= Recorded information =

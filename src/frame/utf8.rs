//! Streaming UTF-8 decoding that tolerates code points split across fragments.

use std::str;

/// Maximum number of bytes held back while waiting for a code point to complete.
const MAX_TAIL: usize = 3;

/// Incremental UTF-8 decoder.
///
/// Bytes forming an incomplete sequence at the end of a fragment are kept and
/// prepended to the next one. Sequences that can never become valid are
/// replaced with U+FFFD, matching a lossy streaming text decoder.
#[derive(Debug, Default)]
pub(crate) struct Utf8Decoder {
    tail: Vec<u8>,
}

impl Utf8Decoder {
    /// Decode `bytes`, appending the text to `out`.
    pub(crate) fn decode_into(&mut self, bytes: &[u8], out: &mut String) {
        if bytes.is_empty() {
            return;
        }
        if self.tail.is_empty() {
            self.decode_chunk(bytes, out);
        } else {
            let mut joined = std::mem::take(&mut self.tail);
            joined.extend_from_slice(bytes);
            self.decode_chunk(&joined, out);
        }
    }

    /// Flush held-back bytes as replacement characters.
    pub(crate) fn flush_into(&mut self, out: &mut String) {
        if !self.tail.is_empty() {
            out.push_str(&String::from_utf8_lossy(&self.tail));
            self.tail.clear();
        }
    }

    /// Number of bytes awaiting continuation.
    pub(crate) fn pending(&self) -> usize { self.tail.len() }

    pub(crate) fn clear(&mut self) { self.tail.clear(); }

    fn decode_chunk(&mut self, mut input: &[u8], out: &mut String) {
        loop {
            match str::from_utf8(input) {
                Ok(text) => {
                    out.push_str(text);
                    return;
                }
                Err(err) => {
                    let (valid, rest) = input.split_at(err.valid_up_to());
                    // `valid_up_to` marks a UTF-8 prefix, so this never falls back.
                    out.push_str(str::from_utf8(valid).unwrap_or_default());
                    match err.error_len() {
                        Some(invalid) => {
                            out.push(char::REPLACEMENT_CHARACTER);
                            input = &rest[invalid..];
                        }
                        None => {
                            debug_assert!(rest.len() <= MAX_TAIL);
                            self.tail.extend_from_slice(rest);
                            return;
                        }
                    }
                }
            }
        }
    }
}

#[cfg(test)]
mod tests {
    use rstest::rstest;

    use super::Utf8Decoder;

    fn decode_all(chunks: &[&[u8]]) -> String {
        let mut decoder = Utf8Decoder::default();
        let mut out = String::new();
        for chunk in chunks {
            decoder.decode_into(chunk, &mut out);
        }
        decoder.flush_into(&mut out);
        out
    }

    #[rstest]
    #[case(1)]
    #[case(2)]
    #[case(3)]
    fn code_point_split_at_every_offset_decodes_intact(#[case] split: usize) {
        let text = "\u{1F600}";
        let bytes = text.as_bytes();
        let (head, tail) = bytes.split_at(split);
        assert_eq!(decode_all(&[head, tail]), text);
    }

    #[test]
    fn byte_by_byte_feeding_matches_whole_input() {
        let text = "id=ü€𝄞 done";
        let chunks: Vec<&[u8]> = text.as_bytes().chunks(1).collect();
        assert_eq!(decode_all(&chunks), text);
    }

    #[test]
    fn incomplete_sequence_is_held_back() {
        let mut decoder = Utf8Decoder::default();
        let mut out = String::new();
        decoder.decode_into(&"é".as_bytes()[..1], &mut out);
        assert!(out.is_empty());
        assert_eq!(decoder.pending(), 1);
    }

    #[test]
    fn invalid_bytes_become_replacement_characters() {
        assert_eq!(decode_all(&[b"a\xFFb"]), "a\u{FFFD}b");
    }

    #[test]
    fn dangling_tail_is_flushed_lossily() {
        assert_eq!(decode_all(&[b"ok\xE2\x82"]), "ok\u{FFFD}");
    }
}
use std::sync::{Mutex, MutexGuard, OnceLock};

use logtest::Logger;
use rstest::fixture;

/// Handle to the global logger with exclusive access.
///
/// Only one [`logtest::Logger`] can be installed per process, so tests that
/// capture log output take turns through this guard.
pub struct LoggerHandle {
    guard: MutexGuard<'static, Logger>,
}

impl LoggerHandle {
    /// Acquire the global [`Logger`] and drop records left by earlier tests.
    pub fn new() -> Self {
        static LOGGER: OnceLock<Mutex<Logger>> = OnceLock::new();

        let logger = LOGGER.get_or_init(|| Mutex::new(Logger::start()));
        let mut guard = logger.lock().expect("logger poisoned");
        while guard.pop().is_some() {}

        Self { guard }
    }

    /// Drain captured records into their rendered messages.
    pub fn messages(&mut self) -> Vec<String> {
        let mut messages = Vec::new();
        while let Some(record) = self.guard.pop() {
            messages.push(record.args().to_string());
        }
        messages
    }
}

impl Default for LoggerHandle {
    fn default() -> Self { Self::new() }
}

impl std::ops::Deref for LoggerHandle {
    type Target = Logger;

    fn deref(&self) -> &Self::Target { &self.guard }
}

impl std::ops::DerefMut for LoggerHandle {
    fn deref_mut(&mut self) -> &mut Self::Target { &mut self.guard }
}

#[allow(
    unused_braces,
    reason = "rustc false positive for single line rstest fixtures"
)]
#[fixture]
pub fn logger() -> LoggerHandle { LoggerHandle::new() }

= Your goal =
Here the job is to output the lines from the start of the material through the line with "let (valid, rest)", inclusive, exactly and with nothing else.

= Result of this exercise =
filename src/frame/utf8.rs
//! Streaming UTF-8 decoding that tolerates code points split across fragments.

use std::str;

/// Maximum number of bytes held back while waiting for a code point to complete.
const MAX_TAIL: usize = 3;

/// Incremental UTF-8 decoder.
///
/// Bytes forming an incomplete sequence at the end of a fragment are kept and
/// prepended to the next one. Sequences that can never become valid are
/// replaced with U+FFFD, matching a lossy streaming text decoder.
#[derive(Debug, Default)]
pub(crate) struct Utf8Decoder {
    tail: Vec<u8>,
}

impl Utf8Decoder {
    /// Decode `bytes`, appending the text to `out`.
    pub(crate) fn decode_into(&mut self, bytes: &[u8], out: &mut String) {
        if bytes.is_empty() {
            return;
        }
        if self.tail.is_empty() {
            self.decode_chunk(bytes, out);
        } else {
            let mut joined = std::mem::take(&mut self.tail);
            joined.extend_from_slice(bytes);
            self.decode_chunk(&joined, out);
        }
    }

    /// Flush held-back bytes as replacement characters.
    pub(crate) fn flush_into(&mut self, out: &mut String) {
        if !self.tail.is_empty() {
            out.push_str(&String::from_utf8_lossy(&self.tail));
            self.tail.clear();
        }
    }

    /// Number of bytes awaiting continuation.
    pub(crate) fn pending(&self) -> usize { self.tail.len() }

    pub(crate) fn clear(&mut self) { self.tail.clear(); }

    fn decode_chunk(&mut self, mut input: &[u8], out: &mut String) {
        loop {
            match str::from_utf8(input) {
                Ok(text) => {
                    out.push_str(text);
                    return;
                }
                Err(err) => {
                    let (valid, rest) = input.split_at(err.valid_up_to());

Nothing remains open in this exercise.